L’ho incontrato all’inizio degli anni Cinquanta. Siamo stati insieme molti anni. Lui ha avuto una grande influenza politica su tutti noi. Ho cercato di impedirgli in tutti i modi di suicidarsi: quel gesto è stato il frutto di una depressione fortissima. Una depressione politica - dal 2004 la sinistra ha cominciato a degenerare - e lui si è chiuso a casa in un rifiuto totale, assoluto. Poi la morte di Mara è stata molto dolorosa. Noi due ci siamo visti e sentiti fino alla fine. Sono sempre rimasta legata ai miei ex compagni: non ho una famiglia ma una tribù, una relazione molto più interessante e varia.
Con Magri siete stati anche deputati insieme.
Ho fatto una prima legislatura con il PdUP. Cioè Dp, la sigla collettiva con cui ci presentammo alle elezioni del ‘76 con Lotta continua e il gruppo di Vittorio Foa, i socialisti dello Psiup, la sinistra del partito socialista. Io ero presidente del gruppo parlamentare, eravamo pochi, bisognava occuparsi di tutto. E imparare tutto: sanità, scuola, politica estera. Quando noi entrammo, il Parlamento non aveva mai visto un gruppo così piccolo, non sapevano che farsene di noi. Non c’erano nemmeno i locali. Ci dissero di andare con i radicali, che erano stati eletti in quattro. E noi: con i radicali mai!

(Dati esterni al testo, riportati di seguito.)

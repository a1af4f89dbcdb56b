// File: ./src/view.rs
// Declarative view description: model state in, rows out.
use crate::model::{TodoId, TodoItem};

pub const DEFAULT_EMPTY_MESSAGE: &str = "Nothing to do!";

/// Receives the full list after every successful mutation.
pub trait Renderer {
    fn render(&mut self, items: &[TodoItem]);
}

impl<F: FnMut(&[TodoItem])> Renderer for F {
    fn render(&mut self, items: &[TodoItem]) {
        self(items)
    }
}

/// Discards renders; for front ends that draw on their own schedule.
#[derive(Debug, Default, Clone, Copy)]
pub struct NullRenderer;

impl Renderer for NullRenderer {
    fn render(&mut self, _items: &[TodoItem]) {}
}

/// Transient UI state that decorates the rows.
#[derive(Debug, Default, Clone, PartialEq, Eq)]
pub struct UiState {
    pub add_form_open: bool,
    pub editing: Option<TodoId>,
    pub drag_source: Option<usize>,
    pub drag_over: Option<usize>,
}

#[derive(Debug, Clone, PartialEq, Eq)]
pub struct RowView {
    pub index: usize,
    pub id: TodoId,
    pub content: String,
    pub completed: bool,
    pub editing: bool,
    pub dragging: bool,
    pub drag_over: bool,
}

#[derive(Debug, Clone, PartialEq, Eq)]
pub enum ListView {
    Empty { message: String },
    Rows(Vec<RowView>),
}

#[derive(Debug, Clone, PartialEq, Eq)]
pub struct View {
    pub list: ListView,
    pub add_form_open: bool,
    pub edit_form_open: bool,
}

pub fn render(items: &[TodoItem], ui: &UiState, empty_message: &str) -> View {
    let list = if items.is_empty() {
        ListView::Empty {
            message: empty_message.to_string(),
        }
    } else {
        ListView::Rows(
            items
                .iter()
                .enumerate()
                .map(|(index, t)| RowView {
                    index,
                    id: t.id,
                    content: t.content.clone(),
                    completed: t.completed,
                    editing: ui.editing == Some(t.id),
                    dragging: ui.drag_source == Some(index),
                    drag_over: ui.drag_over == Some(index) && ui.drag_source != Some(index),
                })
                .collect(),
        )
    };

    View {
        list,
        add_form_open: ui.add_form_open,
        edit_form_open: ui.editing.is_some(),
    }
}

impl ListView {
    pub fn rows(&self) -> &[RowView] {
        match self {
            ListView::Empty { .. } => &[],
            ListView::Rows(rows) => rows,
        }
    }
}
// File: ./src/config.rs
use crate::storage::{LocalStorage, STORAGE_KEY};
use crate::view::DEFAULT_EMPTY_MESSAGE;
use anyhow::{Context, Result};
use directories::ProjectDirs;
use serde::{Deserialize, Serialize};
use std::fs;
use std::path::{Path, PathBuf};

#[derive(Debug, Serialize, Deserialize, Clone, PartialEq)]
#[serde(default)]
pub struct Config {
    pub data_dir: Option<PathBuf>,
    pub storage_key: String,
    pub empty_message: String,
    pub log_level: String,
}

impl Default for Config {
    fn default() -> Self {
        Self {
            data_dir: None,
            storage_key: STORAGE_KEY.to_string(),
            empty_message: DEFAULT_EMPTY_MESSAGE.to_string(),
            log_level: "info".to_string(),
        }
    }
}

impl Config {
    pub fn get_path() -> Option<PathBuf> {
        ProjectDirs::from("org", "dragdo", "dragdo").map(|proj| proj.config_dir().join("config.toml"))
    }

    /// Loads the user config, or defaults when no file exists yet.
    pub fn load() -> Result<Self> {
        match Self::get_path() {
            Some(path) if path.exists() => Self::load_from(&path),
            _ => Ok(Self::default()),
        }
    }

    pub fn load_from(path: &Path) -> Result<Self> {
        let contents = fs::read_to_string(path)
            .with_context(|| format!("Failed to read config at {}", path.display()))?;
        let config: Config = toml::from_str(&contents)
            .with_context(|| format!("Invalid config at {}", path.display()))?;
        Ok(config)
    }

    pub fn save(&self) -> Result<()> {
        let path = Self::get_path().context("No config directory available")?;
        self.save_to(&path)
    }

    pub fn save_to(&self, path: &Path) -> Result<()> {
        if let Some(parent) = path.parent() {
            fs::create_dir_all(parent)?;
        }
        let toml_str = toml::to_string_pretty(self)?;
        LocalStorage::atomic_write(path, toml_str)?;
        Ok(())
    }

    /// Directory holding the stored list and the log file.
    pub fn data_dir(&self) -> Result<PathBuf> {
        match &self.data_dir {
            Some(dir) => Ok(dir.clone()),
            None => LocalStorage::default_dir().context("No data directory available"),
        }
    }

    pub fn storage(&self) -> Result<LocalStorage> {
        Ok(LocalStorage::new(self.data_dir()?, &self.storage_key))
    }
}
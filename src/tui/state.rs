use ratatui::layout::Rect;
use ratatui::widgets::ListState;

#[derive(PartialEq, Eq, Clone, Copy, Debug)]
pub enum InputMode {
    Normal,
    Creating,
    Editing,
}

pub struct AppState {
    pub list_state: ListState,
    pub list_area: Rect,
    pub message: String,
    pub mode: InputMode,
    pub input_buffer: String,
    pub cursor_position: usize,
    /// Keyboard drag in progress (picked up with `m`).
    pub carrying: bool,
}

impl Default for AppState {
    fn default() -> Self {
        Self::new()
    }
}

impl AppState {
    pub fn new() -> Self {
        let mut l_state = ListState::default();
        l_state.select(Some(0));
        Self {
            list_state: l_state,
            list_area: Rect::default(),
            message: "a: Add | e: Edit | m: Move".to_string(),
            mode: InputMode::Normal,
            input_buffer: String::new(),
            cursor_position: 0,
            carrying: false,
        }
    }

    pub fn move_cursor_left(&mut self) {
        let cursor_moved_left = self.cursor_position.saturating_sub(1);
        self.cursor_position = self.clamp_cursor(cursor_moved_left);
    }
    pub fn move_cursor_right(&mut self) {
        let cursor_moved_right = self.cursor_position.saturating_add(1);
        self.cursor_position = self.clamp_cursor(cursor_moved_right);
    }
    pub fn enter_char(&mut self, new_char: char) {
        let index = self.byte_index();
        self.input_buffer.insert(index, new_char);
        self.move_cursor_right();
    }
    pub fn delete_char(&mut self) {
        if self.cursor_position != 0 {
            let current_index = self.cursor_position;
            let from_left_to_current_index = current_index - 1;
            let before_char_to_delete = self.input_buffer.chars().take(from_left_to_current_index);
            let after_char_to_delete = self.input_buffer.chars().skip(current_index);
            self.input_buffer = before_char_to_delete.chain(after_char_to_delete).collect();
            self.move_cursor_left();
        }
    }
    pub fn reset_input(&mut self) {
        self.input_buffer.clear();
        self.cursor_position = 0;
    }
    /// Prefills the buffer (edit form) with the cursor at the end.
    pub fn set_input(&mut self, text: &str) {
        self.input_buffer = text.to_string();
        self.cursor_position = self.input_buffer.chars().count();
    }
    fn clamp_cursor(&self, new_cursor_pos: usize) -> usize {
        new_cursor_pos.clamp(0, self.input_buffer.chars().count())
    }
    fn byte_index(&self) -> usize {
        self.input_buffer
            .char_indices()
            .map(|(i, _)| i)
            .nth(self.cursor_position)
            .unwrap_or(self.input_buffer.len())
    }

    pub fn selected(&self, len: usize) -> Option<usize> {
        self.list_state.selected().filter(|&i| i < len)
    }

    /// Keeps the selection inside a list of `len` rows.
    pub fn clamp_selection(&mut self, len: usize) {
        let sel = self.list_state.selected().unwrap_or(0);
        if len == 0 {
            self.list_state.select(Some(0));
        } else if sel >= len {
            self.list_state.select(Some(len - 1));
        }
    }

    pub fn next(&mut self, len: usize) {
        if len == 0 {
            return;
        }
        let i = match self.list_state.selected() {
            Some(i) => {
                if i >= len - 1 {
                    0
                } else {
                    i + 1
                }
            }
            None => 0,
        };
        self.list_state.select(Some(i));
    }
    pub fn previous(&mut self, len: usize) {
        if len == 0 {
            return;
        }
        let i = match self.list_state.selected() {
            Some(i) => {
                if i == 0 {
                    len - 1
                } else {
                    i - 1
                }
            }
            None => 0,
        };
        self.list_state.select(Some(i));
    }
    pub fn jump_forward(&mut self, step: usize, len: usize) {
        if len == 0 {
            return;
        }
        let current = self.list_state.selected().unwrap_or(0);
        let new_index = (current + step).min(len - 1);
        self.list_state.select(Some(new_index));
    }
    pub fn jump_backward(&mut self, step: usize, len: usize) {
        if len == 0 {
            return;
        }
        let current = self.list_state.selected().unwrap_or(0);
        let new_index = current.saturating_sub(step);
        self.list_state.select(Some(new_index));
    }

    /// Maps a terminal row to a list position. Rows below the last item map
    /// to `len`, i.e. "after the last item".
    pub fn row_at(&self, column: u16, row: u16, len: usize) -> Option<usize> {
        let inner_top = self.list_area.y + 1;
        let inner_bottom = self.list_area.y + self.list_area.height.saturating_sub(1);
        let inner_left = self.list_area.x;
        let inner_right = self.list_area.x + self.list_area.width;
        if row < inner_top || row >= inner_bottom || column < inner_left || column >= inner_right {
            return None;
        }
        let index = (row - inner_top) as usize + self.list_state.offset();
        Some(index.min(len))
    }
}

#[cfg(test)]
mod tests {
    use super::*;

    #[test]
    fn input_editing_handles_multibyte_text() {
        let mut state = AppState::new();
        for c in "買い物".chars() {
            state.enter_char(c);
        }
        state.move_cursor_left();
        state.enter_char('x');
        assert_eq!(state.input_buffer, "買いx物");
        state.delete_char();
        assert_eq!(state.input_buffer, "買い物");
    }

    #[test]
    fn navigation_wraps_and_jumps_clamp() {
        let mut state = AppState::new();
        state.previous(3);
        assert_eq!(state.list_state.selected(), Some(2));
        state.next(3);
        assert_eq!(state.list_state.selected(), Some(0));
        state.jump_forward(10, 3);
        assert_eq!(state.list_state.selected(), Some(2));
        state.clamp_selection(1);
        assert_eq!(state.list_state.selected(), Some(0));
    }

    #[test]
    fn rows_below_the_list_mean_after_last() {
        let mut state = AppState::new();
        state.list_area = Rect::new(0, 0, 40, 10);
        assert_eq!(state.row_at(5, 0, 3), None);
        assert_eq!(state.row_at(5, 1, 3), Some(0));
        assert_eq!(state.row_at(5, 3, 3), Some(2));
        assert_eq!(state.row_at(5, 7, 3), Some(3));
        assert_eq!(state.row_at(5, 9, 3), None);
    }
}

In quegli anni i rapporti con gli ex compagni del Pci com’erano?
Violentissimi. Ci dicevano: ma chi vi paga? Poi hanno chiesto scusa. Giorgio Napolitano è stato uno dei nostri principali oppositori, perché noi nel Pci eravamo parte dell’ala ingraiana. Berlinguer era più possibilista. Tanto è vero che Enrico nel 1984 venne al nostro congresso, ci chiese di rientrare visto che molte delle ragioni che ci avevano diviso erano state superate. Lui aveva operato lo strappo con l’Urss e abbandonato la linea che aveva portato ai governi di unità nazionale. Aveva, insomma, operato una svolta a sinistra. Accettammo. Erano passati 15 anni, pochi mesi dopo Berlinguer purtroppo è morto. E noi rientrammo in un Pci che aveva preso una deriva di destra.
Tanto è vero che qualche anno dopo si è sciolto.
Torniamo indietro di qualche anno. Suscitò molto clamore il suo arresto in Grecia, nel ‘67.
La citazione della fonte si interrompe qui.